#WeAreWCM: Dr. Adrienne Phillips
A third-generation physician with family roots in Barbados, Dr. Adrienne Phillips, an assistant professor of medicine, focuses her research and clinical practice on a deadly blood cancer that disproportionally strikes Caribbean natives. She describes her work and explains how her background has influenced the way she treats her patients.
“I was a competitive figure skater growing up, and I think that discipline — practicing at 5 a.m. before school — has stuck with me. I remember working hard to learn a jump called an axel; I fell and broke my arm and was very frustrated, but I’ll never forget the first time I landed it in competition. It taught me to be persistent — and that applies to my career, as I’ve faced challenges in my research.
I am a medical oncologist and hematologist specializing in bone marrow and stem cell transplant, and I study adult T-cell leukemia/lymphoma, an aggressive blood cancer; on average, patients with this type of cancer survive less than a year. It’s caused by a virus that’s endemic in the Caribbean, where about 20 million people carry it, though less than 5 percent get the disease. Some of my research has been on its epidemiology, studying the Caribbean-American population in Brooklyn, and conducting clinical trials of a number of novel therapies, including immunotherapy.

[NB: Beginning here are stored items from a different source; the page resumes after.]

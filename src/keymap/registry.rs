//! Binding registry: the configured slots for one plugin instance
//!
//! The registry never mutates slots in place. Every `update`/`clear`
//! builds a fresh [`BindingSnapshot`] and swaps it in, so anything holding
//! the previous snapshot keeps seeing a consistent view.

use std::collections::HashSet;
use std::fmt;
use std::rc::Rc;

use super::binding::{BindingConfig, BindingSlot};
use super::config::KeymapError;
use super::types::KeyCombination;

/// Immutable, ordered view of all slots
#[derive(Clone)]
pub struct BindingSnapshot(Rc<[BindingSlot]>);

impl BindingSnapshot {
    pub fn new(slots: Vec<BindingSlot>) -> Self {
        Self(slots.into())
    }

    pub fn slots(&self) -> &[BindingSlot] {
        &self.0
    }

    /// Whether both handles point at the same snapshot
    pub fn ptr_eq(&self, other: &BindingSnapshot) -> bool {
        Rc::ptr_eq(&self.0, &other.0)
    }

    /// First slot (in registration order) bound to the combination
    pub fn find_match(&self, combination: &KeyCombination) -> Option<&BindingSlot> {
        self.0.iter().find(|slot| slot.matches(combination))
    }

    pub fn get(&self, id: &str) -> Option<&BindingSlot> {
        self.0.iter().find(|slot| slot.id == id)
    }
}

impl Default for BindingSnapshot {
    fn default() -> Self {
        Self::new(Vec::new())
    }
}

impl fmt::Debug for BindingSnapshot {
    fn fmt(&self, f: &mut fmt::Formatter<'_>) -> fmt::Result {
        f.debug_list().entries(self.0.iter()).finish()
    }
}

/// Two or more slots bound to the same combination
#[derive(Debug, Clone, PartialEq, Eq)]
pub struct Collision {
    pub combination: KeyCombination,
    /// Colliding slot ids in registration order; the first one wins dispatch
    pub slot_ids: Vec<String>,
}

impl Collision {
    /// The slot the dispatch listener will fire
    pub fn winner(&self) -> &str {
        &self.slot_ids[0]
    }
}

/// Result of an `update`/`clear` call
#[derive(Debug, Clone, PartialEq, Eq)]
pub enum UpdateOutcome {
    Applied,
    /// Applied, but the combination is shared with other slots
    Collision(Collision),
    /// No slot with that id; nothing changed
    UnknownSlot,
}

type ChangeCallback = Box<dyn FnMut(&[BindingSlot])>;

/// Holds the current bindings for one plugin instance
pub struct BindingRegistry {
    snapshot: BindingSnapshot,
    on_change: Option<ChangeCallback>,
}

impl BindingRegistry {
    /// Resolve the configs in order into the initial snapshot
    pub fn new(configs: &[BindingConfig]) -> Result<Self, KeymapError> {
        let mut seen = HashSet::new();
        for config in configs {
            if !seen.insert(config.id.as_str()) {
                return Err(KeymapError::DuplicateId(config.id.clone()));
            }
        }

        let slots = configs.iter().map(BindingConfig::resolve).collect();
        Ok(Self {
            snapshot: BindingSnapshot::new(slots),
            on_change: None,
        })
    }

    /// Builder: notify with the full slot list after every change
    pub fn on_change(mut self, callback: impl FnMut(&[BindingSlot]) + 'static) -> Self {
        self.on_change = Some(Box::new(callback));
        self
    }

    pub fn snapshot(&self) -> BindingSnapshot {
        self.snapshot.clone()
    }

    pub fn slots(&self) -> &[BindingSlot] {
        self.snapshot.slots()
    }

    pub fn get(&self, id: &str) -> Option<&BindingSlot> {
        self.snapshot.get(id)
    }

    /// Replace the combination bound to `id`
    ///
    /// The key label is canonicalized first, so `s` and `S` bind alike.
    pub fn update(&mut self, id: &str, combination: KeyCombination) -> UpdateOutcome {
        self.replace(id, combination)
    }

    /// Unbind `id`
    pub fn clear(&mut self, id: &str) -> UpdateOutcome {
        self.replace(id, KeyCombination::UNSET)
    }

    fn replace(&mut self, id: &str, combination: KeyCombination) -> UpdateOutcome {
        if self.snapshot.get(id).is_none() {
            tracing::warn!(binding = id, "Ignoring change for unknown binding id");
            return UpdateOutcome::UnknownSlot;
        }
        let combination = combination.normalized();

        let slots: Vec<BindingSlot> = self
            .snapshot
            .slots()
            .iter()
            .map(|slot| {
                if slot.id == id {
                    BindingSlot {
                        combination: combination.clone(),
                        ..slot.clone()
                    }
                } else {
                    slot.clone()
                }
            })
            .collect();

        self.snapshot = BindingSnapshot::new(slots);
        tracing::debug!(
            binding = id,
            combination = %combination.display_label(),
            "Binding updated"
        );

        if let Some(callback) = self.on_change.as_mut() {
            callback(self.snapshot.slots());
        }

        match self.collision_for(&combination) {
            Some(collision) => {
                tracing::warn!(
                    combination = %collision.combination,
                    slots = ?collision.slot_ids,
                    winner = collision.winner(),
                    "Key combination is bound to more than one action"
                );
                UpdateOutcome::Collision(collision)
            }
            None => UpdateOutcome::Applied,
        }
    }

    fn collision_for(&self, combination: &KeyCombination) -> Option<Collision> {
        if !combination.is_set() {
            return None;
        }
        let slot_ids: Vec<String> = self
            .slots()
            .iter()
            .filter(|slot| slot.matches(combination))
            .map(|slot| slot.id.clone())
            .collect();

        (slot_ids.len() > 1).then(|| Collision {
            combination: combination.clone(),
            slot_ids,
        })
    }

    /// Every combination currently bound to more than one slot
    pub fn collisions(&self) -> Vec<Collision> {
        let mut collisions: Vec<Collision> = Vec::new();
        for slot in self.slots() {
            if collisions
                .iter()
                .any(|c| c.combination.matches(&slot.combination))
            {
                continue;
            }
            if let Some(collision) = self.collision_for(&slot.combination) {
                collisions.push(collision);
            }
        }
        collisions
    }
}

impl fmt::Debug for BindingRegistry {
    fn fmt(&self, f: &mut fmt::Formatter<'_>) -> fmt::Result {
        f.debug_struct("BindingRegistry")
            .field("snapshot", &self.snapshot)
            .finish_non_exhaustive()
    }
}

The published statistics on the disease unfortunately haven’t improved, but I can count a handful of cases where when a patient’s prognosis was less than a year yet they lived as long as five — so I do feel that I’m helping my patients live longer.
Serving the Caribbean population in New York, I’ve developed strong relationships, not just with patients but their family members. I think it’s important to them that I’m someone who understands their culture, who looks like them, who understands what they’ve been through. Even though I’m practicing in New York, I’m treating patients who immigrated here looking for better lives — just like my grandfather, who came from Barbados to attend City College before going to medical school.
My family has given me strong role models, particularly female ones. My mother is an oncologist who was president of the American Medical Women’s Association of New Jersey; my grandmother was the first superintendent of Provident Hospital, which was the all-black hospital in Baltimore, and she was dedicated to training black physicians and nurses and providing care to minority patients. Both of them modeled strength for me — not just professionally, but in their devotion to community. That’s my family’s legacy.”